En revanche, la réussite d’une phase II qui mesure l’efficacité du produit sur un petit nombre de patients et qui le rapproche de l’autorisation de mise sur le marché peut entraîner des envolées spectaculaires (à l’image de la biotech belge Argenx par exemple). En sens inverse, un résultat négatif équivaut souvent à l’abandon du projet. A ce stade, le comportement des investisseurs est assez binaire. Il y a peu de place pour l’incertitude.
Enfin, une phase III réussie confirme la mise sur le marché du médicament dans les 12 à 18 mois. La zone de risque se situe dans la durée de la période de recevabilité de la demande.
D’autres événements peuvent aussi avoir un impact sur la valorisation d’une Biotech. La conclusion d’un partenariat stratégique avec un laboratoire pharmaceutique par exemple : elle accroît la visibilité de la société, permet de faire de la recherche croisée et du partage de compétences (notamment pour le recrutement et le suivi des patients pour les essais cliniques).
Le recrutement d’un CEO ou d’un directeur scientifique qui ont déjà réussi dans une autre Biotech peut également booster un titre. Enfin, la perspective d’une cotation sur le Nasdaq a un important effet de levier, les investisseurs américains ayant une vraie appétence pour les Biotechs, mais elle implique de lourdes contraintes administratives pour des petites structures.
Pourquoi la question de la trésorerie est-elle si fondamentale pour les Biotechs ?
François Delrot : Les Biotechs possèdent peu ou pas du tout de capacités d’autofinancement, ne générant aucun chiffre d’affaires. Leur survie dépend de capitaux extérieurs. Elles peuvent compter en France sur le « crédit impôt recherche » qui représente 30% des dépenses. D’autant qu’il est versé rapidement, dans un délai de 3 à 18 mois.
Mais d’autres solutions sont nécessaires amenant les directions à jongler entre les aides et les subventions publiques, à faire appel à des financements parfois dilutifs.
C’est pourquoi elles doivent mettre en place une stratégie financière pour ne pas devoir négocier « au pied du mur » et ne pas céder leur technologie à des prix bradés, mais aussi pour veiller à préserver les intérêts des investisseurs historiques.
Quelles sont les Biotechs françaises susceptibles de jouer un rôle dans la lutte contre le coronavirus ?
François Delrot : Plutôt que de savoir quelle Biotech pourrait jouer un rôle dans la lutte conte le covid-19, la vraie question à se poser est : pourquoi et comment les Biotechs pourraient aider à trouver un traitement, ou un vaccin ?

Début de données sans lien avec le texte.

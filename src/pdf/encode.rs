//! Raster encoding for thumbnails

use image::codecs::jpeg::JpegEncoder;
use image::RgbImage;

use super::error::PdfError;

/// Default JPEG quality, matching the common library default
pub const DEFAULT_JPEG_QUALITY: u8 = 75;

/// Encode a rendered page as baseline JPEG
pub fn encode_jpeg(image: &RgbImage, quality: u8) -> Result<Vec<u8>, PdfError> {
    let mut output = Vec::new();
    {
        let mut encoder = JpegEncoder::new_with_quality(&mut output, quality.clamp(1, 100));
        encoder.encode_image(image)?;
    }
    Ok(output)
}

#[cfg(test)]
mod tests {
    use super::*;

    #[test]
    fn test_encode_jpeg_produces_jpeg_magic() {
        let image = RgbImage::from_pixel(4, 4, image::Rgb([200, 10, 10]));
        let bytes = encode_jpeg(&image, DEFAULT_JPEG_QUALITY).unwrap();
        assert_eq!(&bytes[..3], &[0xFF, 0xD8, 0xFF]);
    }

    #[test]
    fn test_encode_jpeg_is_deterministic() {
        let image = RgbImage::from_pixel(8, 8, image::Rgb([1, 2, 3]));
        assert_eq!(encode_jpeg(&image, 90).unwrap(), encode_jpeg(&image, 90).unwrap());
    }
}
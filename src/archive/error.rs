//! Archive error types

use std::path::PathBuf;

use thiserror::Error;

use crate::fingerprint::Fingerprint;
use crate::pdf::PdfError;

/// Result type alias for archive operations
pub type ArchiveResult<T> = std::result::Result<T, ArchiveError>;

#[derive(Debug, Error)]
pub enum ArchiveError {
    /// The archive root itself could not be enumerated
    #[error("Cannot read archive root {path}: {source}")]
    RootUnreadable {
        path: PathBuf,
        #[source]
        source: std::io::Error,
    },

    /// A single archive entry could not be read
    #[error("IO error on {path}: {source}")]
    Io {
        path: PathBuf,
        #[source]
        source: std::io::Error,
    },

    /// The PDF engine rejected a document
    #[error("PDF error on {path}: {source}")]
    Pdf {
        path: PathBuf,
        #[source]
        source: PdfError,
    },

    #[error("Requesting unknown document: {0}")]
    UnknownDocument(Fingerprint),

    /// A blocking extraction or render task panicked or was cancelled
    #[error("Task join error: {0}")]
    Task(String),
}

impl ArchiveError {
    pub(crate) fn io(path: impl Into<PathBuf>, source: std::io::Error) -> Self {
        Self::Io {
            path: path.into(),
            source,
        }
    }

    pub(crate) fn pdf(path: impl Into<PathBuf>, source: PdfError) -> Self {
        Self::Pdf {
            path: path.into(),
            source,
        }
    }
}

impl From<tokio::task::JoinError> for ArchiveError {
    fn from(e: tokio::task::JoinError) -> Self {
        ArchiveError::Task(e.to_string())
    }
}
//! Decorative globe illustration for the side pane.
//!
//! Purely cosmetic: concentric rings, a dashed orbit, and a meridian
//! ellipse, painted once the window is up. Mirrors the product's
//! illustrative globe artwork.

use egui::epaint::EllipseShape;
use egui::{Color32, Pos2, Sense, Shape, Stroke, Ui, Vec2};

const RING_BLUE: Color32 = Color32::from_rgb(0x43, 0x61, 0xee);
const MERIDIAN_PINK: Color32 = Color32::from_rgb(0xf7, 0x25, 0x85);
const DISC_PURPLE: Color32 = Color32::from_rgba_premultiplied(0x06, 0x01, 0x10, 26);
const CORE_BLUE: Color32 = Color32::from_rgba_premultiplied(0x0d, 0x13, 0x30, 51);

/// The globe graphic. Constructed hidden; [`Globe::mark_ready`] injects it
/// once the window is ready to paint.
#[derive(Debug, Default)]
pub struct Globe {
    ready: bool,
}

impl Globe {
    pub fn new() -> Self {
        Self::default()
    }

    /// Make the graphic visible. Called once window bring-up completes.
    pub fn mark_ready(&mut self) {
        self.ready = true;
    }

    pub fn is_ready(&self) -> bool {
        self.ready
    }

    /// Paint the globe into a square region of `size` logical pixels.
    /// Nothing is drawn before [`Globe::mark_ready`].
    pub fn paint(&self, ui: &mut Ui, size: f32) {
        if !self.ready {
            return;
        }

        let (response, painter) = ui.allocate_painter(Vec2::splat(size), Sense::hover());
        let center = response.rect.center();
        let scale = size / 400.0;

        // Outer halo disc.
        painter.circle_filled(center, 180.0 * scale, DISC_PURPLE);

        // Dashed orbit ring.
        let orbit: Vec<Pos2> = (0..=64)
            .map(|i| {
                let angle = i as f32 / 64.0 * std::f32::consts::TAU;
                center + Vec2::angled(angle) * 150.0 * scale
            })
            .collect();
        painter.extend(Shape::dashed_line(
            &orbit,
            Stroke::new(2.0, RING_BLUE),
            5.0 * scale,
            5.0 * scale,
        ));

        // Solid inner ring.
        painter.circle_stroke(center, 120.0 * scale, Stroke::new(2.0, RING_BLUE));

        // Meridian ellipse.
        painter.add(Shape::Ellipse(EllipseShape {
            center,
            radius: Vec2::new(140.0 * scale, 120.0 * scale),
            fill: Color32::TRANSPARENT,
            stroke: Stroke::new(2.0, MERIDIAN_PINK),
        }));

        // Core glow.
        painter.circle_filled(center, 60.0 * scale, CORE_BLUE);
    }
}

Il s’agit de petites structures capables de prendre des décisions opérationnelles rapidement, d’adapter leur business model pour saisir des opportunités, le tout en apportant un haut niveau technologique. Elles ont un rôle à jouer dans toute crise sanitaire, celle-ci et les futures, en matière de diagnostic, de prévention et de guérison.
Comment ? Il est vain de penser qu’une Biotech seule peut réussir, une alliance avec l’industrie pharmaceutique, qui dispose de réseaux et de moyens financiers, accélère l’innovation et doit être privilégiée. La lutte contre le Covid-19 pourrait le démontrer.